use actix_web::http::header;
use actix_web::web::{self, Data};
use actix_web::HttpResponse;
use maud::html;
use serde::Deserialize;
use serde_json::json;
use std::collections::HashMap;
use uuid::Uuid;

use super::forms::{ClaimForm, CrownForm, NewSegmentForm};
use crate::controller::state::AppState;
use crate::controller::strava::{ImportReport, import_starred};
use crate::error::AppError;
use crate::model::{SegmentPatch, non_blank};
use crate::mvu::runtime::run_segments;
use crate::mvu::segments::{Deps, Msg, decode_request_to_model};
use crate::view::index::render_index_template;
use crate::view::render_error;
use crate::view::segments::{render_import_report, render_segment_map};

pub const OAUTH_STATE_KEY: &str = "strava:oauth_state";

type Query = web::Query<HashMap<String, String>>;

fn html_response(body: String) -> HttpResponse {
    HttpResponse::Ok().content_type("text/html").body(body)
}

/// Reloads the segments and claims and renders the table for `query`.
async fn render_table_response(
    state: &AppState,
    query: &HashMap<String, String>,
    flash: Option<String>,
) -> Result<HttpResponse, AppError> {
    let mut model = decode_request_to_model(query, state.default_page_size);
    if let Some(flash) = flash {
        model = model.with_flash(flash);
    }
    run_segments(&mut model, Msg::PageLoad, Deps { state }).await?;
    let markup = model
        .markup
        .ok_or_else(|| AppError::Other("segments table was not rendered".into()))?;
    Ok(html_response(markup.into_string()))
}

pub async fn index(state: Data<AppState>) -> Result<HttpResponse, AppError> {
    let connected = match state.strava {
        Some(_) => Some(state.token.read().await.is_some()),
        None => None,
    };
    Ok(html_response(
        render_index_template("Segments", connected).into_string(),
    ))
}

pub async fn segments_table(
    state: Data<AppState>,
    query: Query,
) -> Result<HttpResponse, AppError> {
    render_table_response(&state, &query, None).await
}

pub async fn create_segment(
    state: Data<AppState>,
    query: Query,
    form: web::Form<NewSegmentForm>,
) -> Result<HttpResponse, AppError> {
    let mut form = form.into_inner();
    // The form posts the filter inputs along with the segment fields.
    let mut query = query.into_inner();
    query.extend(std::mem::take(&mut form.table));
    let new = match form.into_new_segment() {
        Ok(new) => new,
        Err(e @ (AppError::Invalid(_) | AppError::Polyline(_))) => {
            return render_table_response(&state, &query, Some(e.to_string())).await;
        }
        Err(e) => return Err(e),
    };

    if let Some(strava_id) = new.strava_id {
        let existing = state.api.list_segments().await?;
        if let Some(dup) = existing.iter().find(|s| s.strava_id == Some(strava_id)) {
            let flash = format!("'{}' is already tracked", dup.name);
            return render_table_response(&state, &query, Some(flash)).await;
        }
    }

    let created = state.api.create_segment(&new).await?;
    tracing::info!(id = created.id, name = %created.name, "created segment");
    if let Some(claim) = created.claim.as_deref() {
        state.claims.lock().await.set_claim(created.id, claim)?;
    }
    let flash = format!("Added '{}'", created.name);
    render_table_response(&state, &query, Some(flash)).await
}

/// Writes the claim to the local cache, then to the api. The cache wins on the
/// next render, so an api failure only costs a flash message. A clear leaves
/// an empty entry until the api has accepted it.
async fn write_claim(
    state: &AppState,
    id: i64,
    claim: Option<String>,
) -> Result<Option<String>, AppError> {
    {
        let store = state.claims.lock().await;
        match claim.as_deref() {
            Some(name) => {
                store.set_claim(id, name)?;
            }
            None => store.mark_cleared(id)?,
        }
    }

    match state
        .api
        .update_segment(id, &SegmentPatch::claim(claim.clone()))
        .await
    {
        Ok(_) => Ok(Some(match claim {
            Some(name) => format!("Claimed by {name}"),
            None => {
                state.claims.lock().await.clear_claim(id)?;
                "Claim cleared".to_string()
            }
        })),
        Err(e) => {
            tracing::warn!(segment = id, error = %e, "claim saved locally but not upstream");
            Ok(Some(match claim {
                Some(_) => format!("Claim saved locally; the server said: {e}"),
                None => format!("Claim cleared locally; the server said: {e}"),
            }))
        }
    }
}

pub async fn claim(
    state: Data<AppState>,
    path: web::Path<i64>,
    query: Query,
    form: web::Form<ClaimForm>,
) -> Result<HttpResponse, AppError> {
    let id = path.into_inner();
    let claim = match non_blank(form.claim.as_deref()) {
        Some(name) => Some(name),
        None => state.athlete_name().await,
    };
    let flash = write_claim(&state, id, claim).await?;
    render_table_response(&state, &query, flash).await
}

pub async fn clear_claim(
    state: Data<AppState>,
    path: web::Path<i64>,
    query: Query,
) -> Result<HttpResponse, AppError> {
    let flash = write_claim(&state, path.into_inner(), None).await?;
    render_table_response(&state, &query, flash).await
}

pub async fn crown(
    state: Data<AppState>,
    path: web::Path<i64>,
    query: Query,
    form: web::Form<CrownForm>,
) -> Result<HttpResponse, AppError> {
    let id = path.into_inner();
    let segment = state.api.get_segment(id).await?;
    let patch = match form.into_inner().into_patch(&segment) {
        Ok(patch) => patch,
        Err(e) => return render_table_response(&state, &query, Some(e.to_string())).await,
    };
    state.api.update_segment(id, &patch).await?;
    let flash = format!("Updated crown for '{}'", segment.name);
    render_table_response(&state, &query, Some(flash)).await
}

pub async fn toggle_complete(
    state: Data<AppState>,
    path: web::Path<i64>,
    query: Query,
) -> Result<HttpResponse, AppError> {
    let id = path.into_inner();
    let segment = state.api.get_segment(id).await?;
    state
        .api
        .update_segment(id, &SegmentPatch::completed(!segment.completed))
        .await?;
    render_table_response(&state, &query, None).await
}

pub async fn delete(
    state: Data<AppState>,
    path: web::Path<i64>,
    query: Query,
) -> Result<HttpResponse, AppError> {
    let id = path.into_inner();
    state.api.delete_segment(id).await?;
    state.claims.lock().await.clear_claim(id)?;
    tracing::info!(segment = id, "deleted segment");
    render_table_response(&state, &query, Some("Segment deleted".into())).await
}

pub async fn map(state: Data<AppState>, path: web::Path<i64>) -> Result<HttpResponse, AppError> {
    let segment = state.api.get_segment(path.into_inner()).await?;
    let markup = render_segment_map(&segment);
    if markup.0.is_empty() {
        return Ok(html_response(
            html! { p class="no-map" { "No map data for " (segment.name) "." } }.into_string(),
        ));
    }
    Ok(html_response(markup.into_string()))
}

async fn run_import(state: &AppState) -> Result<ImportReport, AppError> {
    let strava = state.strava_client()?;
    let token = state.fresh_token().await?;
    import_starred(state.api.as_ref(), strava, &token).await
}

/// Always answers 200 so htmx swaps the outcome into the report area.
pub async fn strava_import(state: Data<AppState>) -> HttpResponse {
    match run_import(&state).await {
        Ok(report) => HttpResponse::Ok()
            .content_type("text/html")
            // Tells the table to reload itself.
            .insert_header(("HX-Trigger", "segments-changed"))
            .body(render_import_report(&report).into_string()),
        Err(e) => {
            tracing::warn!(error = %e, "strava import failed");
            html_response(render_error(&e).into_string())
        }
    }
}

pub async fn strava_connect(state: Data<AppState>) -> Result<HttpResponse, AppError> {
    let strava = state.strava_client()?;
    let nonce = Uuid::new_v4().simple().to_string();
    state
        .claims
        .lock()
        .await
        .put_json(OAUTH_STATE_KEY, &nonce)?;
    let url = strava.authorize_url(&nonce)?;
    Ok(HttpResponse::Found()
        .insert_header((header::LOCATION, url.to_string()))
        .finish())
}

#[derive(Deserialize, Debug)]
pub struct CallbackQuery {
    pub code: Option<String>,
    pub state: Option<String>,
    pub error: Option<String>,
}

pub async fn strava_callback(
    state: Data<AppState>,
    query: web::Query<CallbackQuery>,
) -> Result<HttpResponse, AppError> {
    let strava = state.strava_client()?;
    if let Some(error) = &query.error {
        return Err(AppError::Auth(format!("strava declined: {error}")));
    }

    let expected = {
        let store = state.claims.lock().await;
        let expected = store.get_json::<String>(OAUTH_STATE_KEY)?;
        store.remove(OAUTH_STATE_KEY)?;
        expected
    };
    if expected.is_none() || expected != query.state {
        return Err(AppError::Auth("oauth state did not match".into()));
    }

    let code = query
        .code
        .as_deref()
        .ok_or_else(|| AppError::Auth("strava sent no code".into()))?;
    let token = strava.exchange_code(code).await?;
    tracing::info!(
        athlete = ?token.athlete.as_ref().map(|a| a.display_name()),
        "connected to strava"
    );
    state.store_token(token).await?;
    Ok(HttpResponse::Found()
        .insert_header((header::LOCATION, "/"))
        .finish())
}

pub async fn health() -> HttpResponse {
    HttpResponse::Ok().json(json!({"status": "ok"}))
}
####################
WORK ITEM: Exactly and exclusively, repeat the lines from the line that contains "let url = strava.authorize_url(&nonce)?;" through the end of the records, both ends included.

EXERCISE ANSWER:
    let url = strava.authorize_url(&nonce)?;
    Ok(HttpResponse::Found()
        .insert_header((header::LOCATION, url.to_string()))
        .finish())
}

#[derive(Deserialize, Debug)]
pub struct CallbackQuery {
    pub code: Option<String>,
    pub state: Option<String>,
    pub error: Option<String>,
}

pub async fn strava_callback(
    state: Data<AppState>,
    query: web::Query<CallbackQuery>,
) -> Result<HttpResponse, AppError> {
    let strava = state.strava_client()?;
    if let Some(error) = &query.error {
        return Err(AppError::Auth(format!("strava declined: {error}")));
    }

    let expected = {
        let store = state.claims.lock().await;
        let expected = store.get_json::<String>(OAUTH_STATE_KEY)?;
        store.remove(OAUTH_STATE_KEY)?;
        expected
    };
    if expected.is_none() || expected != query.state {
        return Err(AppError::Auth("oauth state did not match".into()));
    }

    let code = query
        .code
        .as_deref()
        .ok_or_else(|| AppError::Auth("strava sent no code".into()))?;
    let token = strava.exchange_code(code).await?;
    tracing::info!(
        athlete = ?token.athlete.as_ref().map(|a| a.display_name()),
        "connected to strava"
    );
    state.store_token(token).await?;
    Ok(HttpResponse::Found()
        .insert_header((header::LOCATION, "/"))
        .finish())
}

pub async fn health() -> HttpResponse {
    HttpResponse::Ok().json(json!({"status": "ok"}))
}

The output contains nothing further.